Task objective: The lines from the top of the records below through the one containing "use crate::registry::DataSourceRegistry;" are to be transcribed exactly, and nothing else is to be added.

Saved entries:
=======

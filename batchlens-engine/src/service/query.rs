//! Query Service
//!
//! Resolves a data source id through the registry, makes sure its pool
//! exists and runs one repository call on a connection scoped to the call.
//!
//! Reads against an id that is not registered return an empty result
//! rather than an error.

use batchlens_core::domain::job::{JobExecution, JobParameter};
use batchlens_core::domain::step::StepExecution;
use batchlens_core::dto::filter::{JobExecutionFilter, StepExecutionFilter};
use std::sync::Arc;

use crate::db::BatchConnection;
use crate::error::Result;
use crate::pool::PoolManager;
use crate::registry::DataSourceRegistry;
use crate::repository::{job_repository, metadata_repository, step_repository};

#[derive(Debug, Clone)]
pub struct QueryEngine {
    registry: Arc<DataSourceRegistry>,
    pools: Arc<PoolManager>,
}

impl QueryEngine {
    pub fn new(registry: Arc<DataSourceRegistry>, pools: Arc<PoolManager>) -> Self {
        Self { registry, pools }
    }

    /// Newest 100 job executions
    pub async fn list_recent_job_executions(&self, data_source_id: &str) -> Result<Vec<JobExecution>> {
        let Some(mut conn) = self.connect(data_source_id).await? else {
            return Ok(Vec::new());
        };

        Ok(job_repository::list_recent(&mut conn).await?)
    }

    /// Job executions matching `filter`, newest first, at most 500
    pub async fn search_job_executions(
        &self,
        data_source_id: &str,
        filter: &JobExecutionFilter,
    ) -> Result<Vec<JobExecution>> {
        let Some(mut conn) = self.connect(data_source_id).await? else {
            return Ok(Vec::new());
        };

        let executions = job_repository::search(&mut conn, filter).await?;
        tracing::debug!(
            "Job search on {} returned {} row(s)",
            data_source_id,
            executions.len()
        );
        Ok(executions)
    }

    /// One job execution with its bookkeeping columns
    pub async fn get_job_execution(
        &self,
        data_source_id: &str,
        job_execution_id: i64,
    ) -> Result<Option<JobExecution>> {
        let Some(mut conn) = self.connect(data_source_id).await? else {
            return Ok(None);
        };

        Ok(job_repository::find_by_id(&mut conn, job_execution_id).await?)
    }

    pub async fn list_job_parameters(
        &self,
        data_source_id: &str,
        job_execution_id: i64,
    ) -> Result<Vec<JobParameter>> {
        let Some(mut conn) = self.connect(data_source_id).await? else {
            return Ok(Vec::new());
        };

        Ok(job_repository::find_parameters(&mut conn, job_execution_id).await?)
    }

    /// Every step of one job execution, in start order
    pub async fn list_step_executions(
        &self,
        data_source_id: &str,
        job_execution_id: i64,
    ) -> Result<Vec<StepExecution>> {
        let Some(mut conn) = self.connect(data_source_id).await? else {
            return Ok(Vec::new());
        };

        Ok(step_repository::find_by_job_execution(&mut conn, job_execution_id).await?)
    }

    /// Step executions matching `filter`, newest first, at most 500
    pub async fn search_step_executions(
        &self,
        data_source_id: &str,
        filter: &StepExecutionFilter,
    ) -> Result<Vec<StepExecution>> {
        let Some(mut conn) = self.connect(data_source_id).await? else {
            return Ok(Vec::new());
        };

        let steps = step_repository::search(&mut conn, filter).await?;
        tracing::debug!(
            "Step search on {} returned {} row(s)",
            data_source_id,
            steps.len()
        );
        Ok(steps)
    }

    /// Batch metadata tables present in the data source
    pub async fn list_batch_tables(&self, data_source_id: &str) -> Result<Vec<String>> {
        let Some(mut conn) = self.connect(data_source_id).await? else {
            return Ok(Vec::new());
        };

        Ok(metadata_repository::list_batch_tables(&mut conn).await?)
    }

    /// Connection for a registered data source, or `None` if it is unknown
    async fn connect(&self, data_source_id: &str) -> Result<Option<BatchConnection>> {
        let Some(config) = self.registry.get(data_source_id) else {
            tracing::debug!("Data source not registered: {}", data_source_id);
            return Ok(None);
        };

        self.pools.ensure_pool(&config).await?;

        match self.pools.get_connection(data_source_id).await {
            Ok(conn) => Ok(Some(conn)),
            // removed between ensure and acquire
            Err(e) if e.is_not_configured() => Ok(None),
            Err(e) => Err(e),
        }
    }
}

=======

Response to this exercise:
filename batchlens-engine/src/service/query.rs
//! Query Service
//!
//! Resolves a data source id through the registry, makes sure its pool
//! exists and runs one repository call on a connection scoped to the call.
//!
//! Reads against an id that is not registered return an empty result
//! rather than an error.

use batchlens_core::domain::job::{JobExecution, JobParameter};
use batchlens_core::domain::step::StepExecution;
use batchlens_core::dto::filter::{JobExecutionFilter, StepExecutionFilter};
use std::sync::Arc;

use crate::db::BatchConnection;
use crate::error::Result;
use crate::pool::PoolManager;
use crate::registry::DataSourceRegistry;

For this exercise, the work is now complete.